According to Chinese Medicine, there can be several causes of palpitations. The symptoms that accompany them usually indicate an underlying pattern of disease. The various patterns that may lead to cause heart palpitations are as follows:
1. A chronic or serious disease – This may weaken and consume yang qi resulting in the undernourishment and lack of warmth for the blood vessels and heart. Heart palpitations caused by heart yang deficiency can be accompanied by cold limbs, pale complexion, chest distress, shortness of breath, and restlessness. Kidney and spleen yang deficiency can result in the accumulation of fluid that will block heart yang and lead to heart palpitations with edema, salivation, nausea, a feeling of fullness in the chest, and dizziness.
2. Frequent childbirth, overstrain, overwork, or prolonged illness – These things can exhaust the body and cause deficiency of kidney yin and when kidney yin is deficient, it results in too much yang fire or heat that blazes up and disturbs the mind and heart causing palpitations. In this case, the palpitations may be accompanied by sweaty feet and palms, tinnitus, lower back pain, dizziness, insomnia, restlessness, and agitation.
3. Undernourishment of the heart due to blood deficiency due to loss of blood, overstrain, anxiety, and long term illness – This may also cause heart palpitations. The palpitations in this instance can come with dizziness, poor memory, insomnia, pale complexion, and fatigue.
4. Long term emotional upset such as excessive anger, fright, and timidity – This can result in kidney and liver dysfunction, or disrupt of balance of yin and yang in the body causing the energy of the gallbladder and heart to weaken and scatter the mind. The palpitations in this case may be accompanied by emotional unrest such as phobias, panic or anxiety, slow, rapid or feeble irregular pulse, excessive dreaming, insomnia, timidity, and restlessness.

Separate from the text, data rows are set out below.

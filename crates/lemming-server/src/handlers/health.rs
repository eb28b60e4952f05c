//! GET /: greeting
//! GET /health: backends and prompt version

use axum::{Extension, Json};
use serde::Serialize;

use crate::state::AppState;

pub async fn root() -> &'static str {
    "Hello Lemming!"
}

#[derive(Debug, Serialize)]
pub struct HealthResponse {
    pub status: &'static str,
    pub translator: String,
    pub planner: String,
    pub prompt_fingerprint: String,
}

pub async fn health(Extension(state): Extension<AppState>) -> Json<HealthResponse> {
    Json(HealthResponse {
        status: "ok",
        translator: state.ranker.translator_name().to_string(),
        planner: state.planner.name().to_string(),
        prompt_fingerprint: state.ranker.prompt().fingerprint(),
    })
}
//! Temporal goals:
//!   POST /nl2ltl: ranked DECLARE formulas for an utterance
//!   POST /ltl_compile/:tool: compile formulas into a scenario task and plan

use axum::extract::Path;
use axum::{Extension, Json};
use lemming_core::compiler::ToolCompiler;
use lemming_core::pipeline::compile_and_plan;
use lemming_core::{LTLFormula, LemmingTask, Ltl2PddlRequest};
use serde::Deserialize;

use super::blocking;
use crate::error::AppResult;
use crate::state::AppState;

#[derive(Debug, Deserialize)]
pub struct Nl2LtlRequest {
    #[serde(default)]
    pub utterance: String,
}

pub async fn nl2ltl(
    Extension(state): Extension<AppState>,
    Json(req): Json<Nl2LtlRequest>,
) -> AppResult<Json<Vec<LTLFormula>>> {
    let ranked = state.ranker.rank(&req.utterance).await?;
    Ok(Json(ranked))
}

pub async fn ltl_compile(
    Extension(state): Extension<AppState>,
    Path(tool): Path<String>,
    Json(req): Json<Ltl2PddlRequest>,
) -> AppResult<Json<LemmingTask>> {
    let tool: ToolCompiler = tool.parse()?;
    let task = blocking(move || {
        let task = state.scenarios.read_task(&req.domain, &req.problem)?;
        compile_and_plan(state.planner.as_ref(), &task, &req.formulas, tool)
    })
    .await?;
    Ok(Json(task))
}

Heart palpitations give Chinese medicine a chance to showcase its holistic approach to illness. This type of Eastern medicine takes into account all symptoms that an individual experiences in order to come up with a very detailed diagnosis, which in turn gives the acupuncturist the opportunity to make a customized and much more effective plan of treatment. A symptom oftentimes can have very different causes in different persons. When the overall pattern of disharmony in each patient is understood, the acupuncturist not only is able to treat the main complaint of the patient, it will also lead to an improvement in other symptoms and overall health that the patient will palpably experience.